The expression to “turn over in one’s grave” was surely created with J.D. Salinger in mind. The hyper-reclusive writer enacted a living version of the idiom for most of his life, scoffing at the notion of celebrity and turning his back on a legion of obsessed fans who hounded him incessantly about his best-known novel, The Catcher in the Rye. If there’s anything that would make Salinger turn over in his grave, Shane Salerno’s documentary Salinger would be it. The film presents a problematic view of the author—voyeuristic, highly manipulative and perverse—that’s poorly disguised under its flurry of superficially impressive formal elements.
An easy shortcut when making a documentary about a legend who left behind relatively few photos/videos is to dramatize their life. In Salinger, the method offers an easy solution and counterpoint to the two or three images of young Salinger that are shown repeatedly in the film. The writer was known to spend months at his typewriter in his bunker, but to drive the point home the film shows the Salinger stand-in sitting in the dark with sheets of paper lying all around him, and a movie screen to his right, projecting whatever images must have been going through Salinger’s head while he was writing. The film continuously returns to Salinger’s war experiences and his subsequent PTSD which, Salerno argues, must have framed and shaped the writing of Catcher. Indeed, the film’s suggestion that Catcher is actually a war novel is a provocative and interesting one, but the film doesn’t have the time nor the intelligence to substantiate its argument before moving onto its next bit of juicy gossip. Showing the Salinger stand-in typing Catcher furiously while projecting harrowing images of Dachau on the screen is more than enough, apparently, to drive the point home. The only thing this sequence proves is the director’s inability to show images of the Holocaust with the slightest modicum of respect.

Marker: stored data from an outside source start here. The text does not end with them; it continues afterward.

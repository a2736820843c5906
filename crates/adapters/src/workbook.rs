use std::path::Path;

use calamine::{open_workbook_auto, Data, DataType, Reader};
use tabula_core::import::{ImportSheet, ReaderError, SpreadsheetReader};
use tabula_core::value::CellValue;

/// Reads `.xlsx`, `.xls` and `.ods` workbooks. The first row of the first
/// sheet holds the headers; rows with no value at all are skipped.
#[derive(Debug, Clone, Copy, Default)]
pub struct CalamineReader;

impl SpreadsheetReader for CalamineReader {
    fn read_first_sheet(&self, path: &Path) -> Result<ImportSheet, ReaderError> {
        let mut workbook =
            open_workbook_auto(path).map_err(|error| ReaderError::new(error.to_string()))?;
        let range = workbook
            .worksheet_range_at(0)
            .ok_or_else(|| ReaderError::new("workbook has no sheets"))?
            .map_err(|error| ReaderError::new(error.to_string()))?;

        let mut rows = range.rows();
        let headers = rows
            .next()
            .map(|row| row.iter().map(header_text).collect())
            .unwrap_or_default();
        let rows = rows
            .map(|row| row.iter().map(cell_value).collect::<Vec<_>>())
            .filter(|row| !row.iter().all(CellValue::is_null))
            .collect();
        Ok(ImportSheet { headers, rows })
    }
}

fn header_text(cell: &Data) -> String {
    match cell {
        Data::String(text) => text.trim().to_string(),
        other => other.to_string(),
    }
}

fn cell_value(cell: &Data) -> CellValue {
    match cell {
        Data::Empty | Data::Error(_) => CellValue::Null,
        Data::Int(value) => CellValue::Integer(*value),
        Data::Float(value) if value.is_nan() => CellValue::Null,
        Data::Float(value) => CellValue::Real(*value),
        Data::Bool(flag) => CellValue::Integer(i64::from(*flag)),
        Data::String(text) if text.trim().is_empty() => CellValue::Null,
        Data::String(text) | Data::DateTimeIso(text) | Data::DurationIso(text) => {
            CellValue::Text(text.clone())
        }
        other => other
            .as_datetime()
            .map_or(CellValue::Null, |moment| CellValue::Text(moment.to_string())),
    }
}
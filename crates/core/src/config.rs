use std::env;
use std::fs;
use std::path::{Path, PathBuf};
use std::time::Duration;

use serde::{Deserialize, Serialize};
use thiserror::Error;

use crate::export::ExportSettings;

pub const DEFAULT_DATABASE: &str = "my_database.db";
const DEFAULT_SCHEMA_CACHE_TTL_SECS: u64 = 30;

#[derive(Debug, Error)]
pub enum ConfigError {
    #[error("unable to locate a config directory")]
    ConfigDirUnavailable,
    #[error("failed to read config from {path}: {source}")]
    Read {
        path: PathBuf,
        #[source]
        source: std::io::Error,
    },
    #[error("failed to parse config at {path}: {source}")]
    Parse {
        path: PathBuf,
        #[source]
        source: toml::de::Error,
    },
}

/// User-authored settings. The application never writes this file.
#[derive(Debug, Clone, PartialEq, Eq, Serialize, Deserialize)]
#[serde(default)]
pub struct AppConfig {
    pub default_database: PathBuf,
    pub schema_cache_ttl_secs: u64,
    /// TrueType font for PDF export; Helvetica when unset.
    pub pdf_font_path: Option<PathBuf>,
    pub log_filter: Option<String>,
    pub export: ExportSettings,
}

impl Default for AppConfig {
    fn default() -> Self {
        Self {
            default_database: PathBuf::from(DEFAULT_DATABASE),
            schema_cache_ttl_secs: DEFAULT_SCHEMA_CACHE_TTL_SECS,
            pdf_font_path: None,
            log_filter: None,
            export: ExportSettings::default(),
        }
    }
}

impl AppConfig {
    pub fn load_default() -> Result<Self, ConfigError> {
        let path = default_config_path()?;
        Self::load_from_path(path)
    }

    /// A missing or empty file yields the defaults.
    pub fn load_from_path(path: impl AsRef<Path>) -> Result<Self, ConfigError> {
        let path = path.as_ref();
        if !path.exists() {
            return Ok(Self::default());
        }

        let raw = fs::read_to_string(path).map_err(|source| ConfigError::Read {
            path: path.to_path_buf(),
            source,
        })?;
        if raw.trim().is_empty() {
            return Ok(Self::default());
        }

        toml::from_str(&raw).map_err(|source| ConfigError::Parse {
            path: path.to_path_buf(),
            source,
        })
    }

    #[must_use]
    pub fn schema_cache_ttl(&self) -> Duration {
        Duration::from_secs(self.schema_cache_ttl_secs)
    }
}

pub fn default_config_path() -> Result<PathBuf, ConfigError> {
    if let Some(custom) = env::var_os("TABULA_CONFIG_DIR") {
        return Ok(PathBuf::from(custom).join("config.toml"));
    }

    let base_dir = if cfg!(target_os = "windows") {
        env::var_os("APPDATA")
            .map(PathBuf::from)
            .ok_or(ConfigError::ConfigDirUnavailable)?
    } else if let Some(xdg_config_home) = env::var_os("XDG_CONFIG_HOME") {
        PathBuf::from(xdg_config_home)
    } else {
        let home = env::var_os("HOME").ok_or(ConfigError::ConfigDirUnavailable)?;
        PathBuf::from(home).join(".config")
    };

    Ok(base_dir.join("tabula").join("config.toml"))
}

#[cfg(test)]
mod tests {
    use std::fs;
    use std::time::Duration;

    use tempfile::TempDir;

    use super::{AppConfig, ConfigError, DEFAULT_DATABASE};
    use crate::export::ThumbnailSize;

    #[test]
    fn missing_or_empty_file_loads_defaults() {
        let temp_dir = TempDir::new().expect("failed to create temp directory");
        let path = temp_dir.path().join("config.toml");

        let config = AppConfig::load_from_path(&path).expect("missing file");
        assert_eq!(config, AppConfig::default());
        assert_eq!(config.default_database.to_str(), Some(DEFAULT_DATABASE));

        fs::write(&path, "  \n").expect("write");
        assert_eq!(
            AppConfig::load_from_path(&path).expect("empty file"),
            AppConfig::default()
        );
    }

    #[test]
    fn partial_file_overrides_only_given_keys() {
        let temp_dir = TempDir::new().expect("failed to create temp directory");
        let path = temp_dir.path().join("config.toml");
        fs::write(
            &path,
            "default_database = \"shop.db\"\nschema_cache_ttl_secs = 5\n\n[export]\nthumbnail_size = \"large\"\n",
        )
        .expect("write");

        let config = AppConfig::load_from_path(&path).expect("config");
        assert_eq!(config.default_database.to_str(), Some("shop.db"));
        assert_eq!(config.schema_cache_ttl(), Duration::from_secs(5));
        assert_eq!(config.export.thumbnail_size, ThumbnailSize::Large);
        assert!(config.export.include_images);
        assert!(config.pdf_font_path.is_none());
    }

    #[test]
    fn malformed_file_reports_path() {
        let temp_dir = TempDir::new().expect("failed to create temp directory");
        let path = temp_dir.path().join("config.toml");
        fs::write(&path, "schema_cache_ttl_secs = \"soon\"").expect("write");

        let err = AppConfig::load_from_path(&path).expect_err("bad type");
        assert!(matches!(err, ConfigError::Parse { .. }));
        assert!(err.to_string().contains("config.toml"));
    }
}
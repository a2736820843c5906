pub mod config;
pub mod export;
pub mod image_blob;
pub mod import;
pub mod inspect;
pub mod joins;
pub mod mutations;
pub mod projection;
pub mod query_builder;
pub mod query_runner;
pub mod schema;
pub mod session;
pub mod sql_generator;
pub mod value;
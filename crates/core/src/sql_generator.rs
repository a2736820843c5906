use thiserror::Error;

#[derive(Debug, Error, PartialEq, Eq)]
pub enum SqlGenerationError {
    #[error("table name cannot be empty")]
    EmptyTableName,
    #[error("column name cannot be empty")]
    EmptyColumnName,
    #[error("a table needs at least one column")]
    NoColumns,
    #[error("column type `{0}` is not a valid SQLite type name")]
    InvalidColumnType(String),
}

/// A column as declared in `CREATE TABLE` / `ALTER TABLE ... ADD COLUMN`.
#[derive(Debug, Clone, PartialEq, Eq)]
pub struct ColumnDefinition {
    pub name: String,
    pub declared_type: String,
}

impl ColumnDefinition {
    #[must_use]
    pub fn new(name: impl Into<String>, declared_type: impl Into<String>) -> Self {
        Self {
            name: name.into(),
            declared_type: declared_type.into(),
        }
    }
}

pub const LIST_TABLES_SQL: &str =
    "SELECT name FROM sqlite_master WHERE type = 'table' AND name NOT LIKE 'sqlite_%' ORDER BY rowid";

/// Quotes an identifier for embedding in SQL text. Never use for values.
#[must_use]
pub fn quote_identifier(identifier: &str) -> String {
    format!("\"{}\"", identifier.replace('"', "\"\""))
}

#[must_use]
pub fn qualified_column(table: &str, column: &str) -> String {
    format!("{}.{}", quote_identifier(table), quote_identifier(column))
}

fn require_table(table: &str) -> Result<(), SqlGenerationError> {
    if table.trim().is_empty() {
        return Err(SqlGenerationError::EmptyTableName);
    }
    Ok(())
}

fn require_column(column: &str) -> Result<(), SqlGenerationError> {
    if column.trim().is_empty() {
        return Err(SqlGenerationError::EmptyColumnName);
    }
    Ok(())
}

// Type names are embedded verbatim, so only letters, digits, underscores,
// spaces, commas and a parenthesised size suffix pass, e.g. `VARCHAR(255)`.
fn validate_declared_type(declared_type: &str) -> Result<&str, SqlGenerationError> {
    let trimmed = declared_type.trim();
    let starts_with_letter = trimmed
        .chars()
        .next()
        .is_some_and(|first| first.is_ascii_alphabetic());
    let allowed = trimmed
        .chars()
        .all(|ch| ch.is_ascii_alphanumeric() || matches!(ch, '_' | ' ' | '(' | ')' | ','));
    let balanced = trimmed.matches('(').count() == trimmed.matches(')').count()
        && trimmed.matches('(').count() <= 1;

    if starts_with_letter && allowed && balanced {
        Ok(trimmed)
    } else {
        Err(SqlGenerationError::InvalidColumnType(declared_type.to_string()))
    }
}

fn column_definition_sql(column: &ColumnDefinition) -> Result<String, SqlGenerationError> {
    require_column(&column.name)?;
    let declared_type = validate_declared_type(&column.declared_type)?;
    Ok(format!("{} {}", quote_identifier(&column.name), declared_type))
}

pub fn table_info_sql(table: &str) -> Result<String, SqlGenerationError> {
    require_table(table)?;
    Ok(format!("PRAGMA table_info({})", quote_identifier(table)))
}

pub fn create_table_sql(
    table: &str,
    columns: &[ColumnDefinition],
) -> Result<String, SqlGenerationError> {
    require_table(table)?;
    if columns.is_empty() {
        return Err(SqlGenerationError::NoColumns);
    }

    let definitions = columns
        .iter()
        .map(column_definition_sql)
        .collect::<Result<Vec<_>, _>>()?;
    Ok(format!(
        "CREATE TABLE IF NOT EXISTS {} ({})",
        quote_identifier(table),
        definitions.join(", ")
    ))
}

pub fn drop_table_sql(table: &str) -> Result<String, SqlGenerationError> {
    require_table(table)?;
    Ok(format!("DROP TABLE IF EXISTS {}", quote_identifier(table)))
}

pub fn add_column_sql(table: &str, column: &ColumnDefinition) -> Result<String, SqlGenerationError> {
    require_table(table)?;
    Ok(format!(
        "ALTER TABLE {} ADD COLUMN {}",
        quote_identifier(table),
        column_definition_sql(column)?
    ))
}

/// Sets one column on every row; the value is the single bound parameter.
pub fn fill_column_sql(table: &str, column: &str) -> Result<String, SqlGenerationError> {
    require_table(table)?;
    require_column(column)?;
    Ok(format!(
        "UPDATE {} SET {} = ?",
        quote_identifier(table),
        quote_identifier(column)
    ))
}

pub fn rename_column_sql(
    table: &str,
    old_name: &str,
    new_name: &str,
) -> Result<String, SqlGenerationError> {
    require_table(table)?;
    require_column(old_name)?;
    require_column(new_name)?;
    Ok(format!(
        "ALTER TABLE {} RENAME COLUMN {} TO {}",
        quote_identifier(table),
        quote_identifier(old_name),
        quote_identifier(new_name)
    ))
}

/// Parameters: new value, then key value.
pub fn update_cell_sql(
    table: &str,
    column: &str,
    key_column: &str,
) -> Result<String, SqlGenerationError> {
    require_table(table)?;
    require_column(column)?;
    require_column(key_column)?;
    Ok(format!(
        "UPDATE {} SET {} = ? WHERE {} = ?",
        quote_identifier(table),
        quote_identifier(column),
        quote_identifier(key_column)
    ))
}

pub fn delete_row_sql(table: &str, key_column: &str) -> Result<String, SqlGenerationError> {
    require_table(table)?;
    require_column(key_column)?;
    Ok(format!(
        "DELETE FROM {} WHERE {} = ?",
        quote_identifier(table),
        quote_identifier(key_column)
    ))
}

pub fn insert_row_sql(table: &str, columns: &[&str]) -> Result<String, SqlGenerationError> {
    require_table(table)?;
    if columns.is_empty() {
        return Err(SqlGenerationError::NoColumns);
    }
    for column in columns {
        require_column(column)?;
    }

    let column_list = columns
        .iter()
        .map(|column| quote_identifier(column))
        .collect::<Vec<_>>()
        .join(", ");
    let placeholders = vec!["?"; columns.len()].join(", ");
    Ok(format!(
        "INSERT INTO {} ({column_list}) VALUES ({placeholders})",
        quote_identifier(table)
    ))
}

pub fn count_rows_sql(table: &str) -> Result<String, SqlGenerationError> {
    require_table(table)?;
    Ok(format!("SELECT COUNT(*) FROM {}", quote_identifier(table)))
}

/// Selects `rowid` plus one column for rows where that column is set.
pub fn select_non_null_sql(table: &str, column: &str) -> Result<String, SqlGenerationError> {
    require_table(table)?;
    require_column(column)?;
    let quoted_column = quote_identifier(column);
    Ok(format!(
        "SELECT rowid, {quoted_column} FROM {} WHERE {quoted_column} IS NOT NULL",
        quote_identifier(table)
    ))
}

#[cfg(test)]
mod tests {
    use super::{
        add_column_sql, count_rows_sql, create_table_sql, delete_row_sql, drop_table_sql,
        fill_column_sql, insert_row_sql, qualified_column, quote_identifier, rename_column_sql,
        select_non_null_sql, table_info_sql, update_cell_sql, ColumnDefinition,
        SqlGenerationError,
    };

    #[test]
    fn quotes_identifiers_with_double_quotes() {
        assert_eq!(quote_identifier("users"), "\"users\"");
        assert_eq!(quote_identifier("odd\"name"), "\"odd\"\"name\"");
        assert_eq!(quote_identifier("order by"), "\"order by\"");
        assert_eq!(qualified_column("orders", "id"), "\"orders\".\"id\"");
    }

    #[test]
    fn generates_ddl_with_quoted_identifiers() {
        let sql = create_table_sql(
            "people",
            &[
                ColumnDefinition::new("id", "INTEGER"),
                ColumnDefinition::new("full name", "VARCHAR(64)"),
            ],
        )
        .expect("valid create table");
        assert_eq!(
            sql,
            "CREATE TABLE IF NOT EXISTS \"people\" (\"id\" INTEGER, \"full name\" VARCHAR(64))"
        );

        assert_eq!(
            drop_table_sql("people").expect("drop"),
            "DROP TABLE IF EXISTS \"people\""
        );
        assert_eq!(
            add_column_sql("people", &ColumnDefinition::new("photo", "BLOB")).expect("add"),
            "ALTER TABLE \"people\" ADD COLUMN \"photo\" BLOB"
        );
        assert_eq!(
            rename_column_sql("people", "photo", "avatar").expect("rename"),
            "ALTER TABLE \"people\" RENAME COLUMN \"photo\" TO \"avatar\""
        );
        assert_eq!(
            table_info_sql("select").expect("pragma"),
            "PRAGMA table_info(\"select\")"
        );
    }

    #[test]
    fn generates_dml_with_placeholders_for_values() {
        assert_eq!(
            update_cell_sql("people", "name", "id").expect("update"),
            "UPDATE \"people\" SET \"name\" = ? WHERE \"id\" = ?"
        );
        assert_eq!(
            delete_row_sql("people", "id").expect("delete"),
            "DELETE FROM \"people\" WHERE \"id\" = ?"
        );
        assert_eq!(
            insert_row_sql("people", &["id", "name"]).expect("insert"),
            "INSERT INTO \"people\" (\"id\", \"name\") VALUES (?, ?)"
        );
        assert_eq!(
            fill_column_sql("people", "active").expect("fill"),
            "UPDATE \"people\" SET \"active\" = ?"
        );
        assert_eq!(
            count_rows_sql("people").expect("count"),
            "SELECT COUNT(*) FROM \"people\""
        );
        assert_eq!(
            select_non_null_sql("people", "photo").expect("non-null"),
            "SELECT rowid, \"photo\" FROM \"people\" WHERE \"photo\" IS NOT NULL"
        );
    }

    #[test]
    fn rejects_empty_identifiers() {
        assert_eq!(
            drop_table_sql("  ").expect_err("empty table"),
            SqlGenerationError::EmptyTableName
        );
        assert_eq!(
            delete_row_sql("people", "").expect_err("empty key"),
            SqlGenerationError::EmptyColumnName
        );
        assert_eq!(
            insert_row_sql("people", &[]).expect_err("no columns"),
            SqlGenerationError::NoColumns
        );
    }

    #[test]
    fn rejects_type_names_that_could_smuggle_sql() {
        let err = add_column_sql(
            "people",
            &ColumnDefinition::new("x", "TEXT); DROP TABLE people; --"),
        )
        .expect_err("injection attempt");
        assert!(matches!(err, SqlGenerationError::InvalidColumnType(_)));

        let err = create_table_sql("t", &[ColumnDefinition::new("x", "")])
            .expect_err("empty type");
        assert!(matches!(err, SqlGenerationError::InvalidColumnType(_)));

        assert!(add_column_sql("t", &ColumnDefinition::new("price", "DECIMAL(10,2)")).is_ok());
    }
}
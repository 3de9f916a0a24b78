/// Failures while retrieving or reading a filter export.
///
/// Every variant aborts the filter's cycle before any state is written.
#[derive(Debug, thiserror::Error)]
pub enum TrackerError {
    /// The tracker rejected the configured credentials.
    #[error("tracker rejected the credentials: invalid username or password")]
    Unauthorized,

    /// The tracker answered with a non-success status other than 401.
    #[error("tracker returned HTTP {status}: {body}")]
    Status { status: u16, body: String },

    /// The request never produced a response.
    #[error("tracker request failed: {0}")]
    Request(#[from] reqwest::Error),

    /// The export could not be turned into issue records.
    #[error("malformed filter export: {0}")]
    Malformed(String),
}
use std::collections::VecDeque;
use std::sync::{Arc, Mutex};

use async_trait::async_trait;

use super::IssueSource;
use crate::error::TrackerError;
use crate::model::issue::{IssueFields, IssueSet};

/// A scripted source: each fetch pops the next queued response.
pub struct MockSource {
    responses: Mutex<VecDeque<Result<IssueSet, TrackerError>>>,
    pub requested: Arc<Mutex<Vec<String>>>,
}

impl MockSource {
    pub fn new() -> Self {
        Self {
            responses: Mutex::new(VecDeque::new()),
            requested: Arc::new(Mutex::new(Vec::new())),
        }
    }

    pub fn then_issues(self, pairs: &[(&str, &str)]) -> Self {
        self.responses.lock().unwrap().push_back(Ok(make_issues(pairs)));
        self
    }

    pub fn then_error(self, err: TrackerError) -> Self {
        self.responses.lock().unwrap().push_back(Err(err));
        self
    }
}

#[async_trait]
impl IssueSource for MockSource {
    fn name(&self) -> &str {
        "Mock"
    }

    async fn fetch_issues(&self, filter_id: &str) -> Result<IssueSet, TrackerError> {
        self.requested.lock().unwrap().push(filter_id.to_string());
        self.responses
            .lock()
            .unwrap()
            .pop_front()
            .unwrap_or_else(|| Err(TrackerError::Malformed("no scripted response".into())))
    }
}

/// Issues with a `title` and a `priority` field.
pub fn make_issues(pairs: &[(&str, &str)]) -> IssueSet {
    pairs
        .iter()
        .map(|(id, priority)| {
            let mut fields = IssueFields::new();
            fields.insert("title".into(), format!("Issue {id}"));
            fields.insert("priority".into(), priority.to_string());
            (id.to_string(), fields)
        })
        .collect()
}

#[tokio::test]
async fn mock_source_replays_in_order() {
    let source = MockSource::new()
        .then_issues(&[("A-1", "High")])
        .then_error(TrackerError::Unauthorized);
    let requested = source.requested.clone();

    let first = source.fetch_issues("10").await.unwrap();
    assert_eq!(first.keys().collect::<Vec<_>>(), vec!["A-1"]);
    assert!(matches!(
        source.fetch_issues("10").await,
        Err(TrackerError::Unauthorized)
    ));
    assert_eq!(requested.lock().unwrap().as_slice(), &["10", "10"]);
}

#[tokio::test]
async fn sources_are_usable_as_trait_objects() {
    let sources: Vec<Box<dyn IssueSource>> = vec![
        Box::new(MockSource::new().then_issues(&[("A-1", "High")])),
        Box::new(MockSource::new().then_issues(&[])),
    ];

    let mut total = 0;
    for source in &sources {
        assert_eq!(source.name(), "Mock");
        total += source.fetch_issues("1").await.unwrap().len();
    }
    assert_eq!(total, 1);
}

#[tokio::test]
async fn exhausted_source_fails() {
    let source = MockSource::new();
    assert!(source.fetch_issues("1").await.is_err());
}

Melodramatic imagery aside, the film’s largest problem, in terms of its content, is the countless number of talking heads—there are so many the film shows their name and profession each time they appear onscreen. Salerno went after the right people for the most part—notably writers from his time and his biographers—and they speak about Salinger from a place of authority, but bringing in celebrity devotees like Martin Sheen and Edward Norton is downright puzzling. To demonstrate the timeless literary importance of Catcher, could the film not have hunted down notable contemporary authors to talk about the role Catcher played in their lives? Instead of illuminating the legendary status of Salinger and the importance of his book, these soundbites underscore the contemporary mainstream appeal of a character like Holden Caulfield, who, at the time of the book’s publication, was deemed a morally dubious and contentious character. Instead of exploring why the book was banned or why Caulfield proved to be such a popular anti-hero at a time when the book was deemed shocking, the documentary settles on a scene that serves quite literally an advertisement for Catcher: hundreds of videos flash by of happy, smiling people of all ages and nationalities who are all holding a copy of Catcher. These images form a mosaic of an entire world, mesmerized by Salinger, the misanthrope. The film is determined to sell us on the idea that Catcher is a popular well-read book, a literary rite of passage, but there was never any question of its popularity. The viewer came in wanting to know more about Salinger, the unknowable writer.
The only facts the film tries hard to actualize are the scandalous personal details, his obsession with young, intelligent girls (from Oona O’Neill to Joyce Maynard), and the well-known fact that he was a bad father and husband. Yet speculating on his tendencies as a friend, lover, and family man offers little insight into Salinger as a writer, and at best, suggests Salerno has a preoccupation with the man that goes beyond his literary status, one that delves into tabloid territory—the same ground Salinger persistently refused to enter. The film explains how Salinger fell out of love with each girl the moment they betrayed him in the slightest of ways. For example, Maynard talked to a publication about her relationship with Salinger, forever burning their bridge, yet the film just glosses over this fact instead of asking why Maynard did it. Then Salerno makes the tenuous connection between Salinger’s romanticized view of these innocent, untouchable women and similarly untouchable geniuses in his Glass family stories—it’s an interesting connection, but it’s never grounded with evidence or given any worthwhile extrapolation. By this time, Salerno has moved onto something else.
It’s worth noting that none of Salinger’s family members agreed to be in the film, though that didn’t stop Salerno from including excerpts of other interviews they’ve done in the film. Salerno travelled the world to find as many so-called Salinger experts as he could, for them to spout off on the life of an elusive man. In the end, he proves little more than the idea that personal privacy should be a God-given right.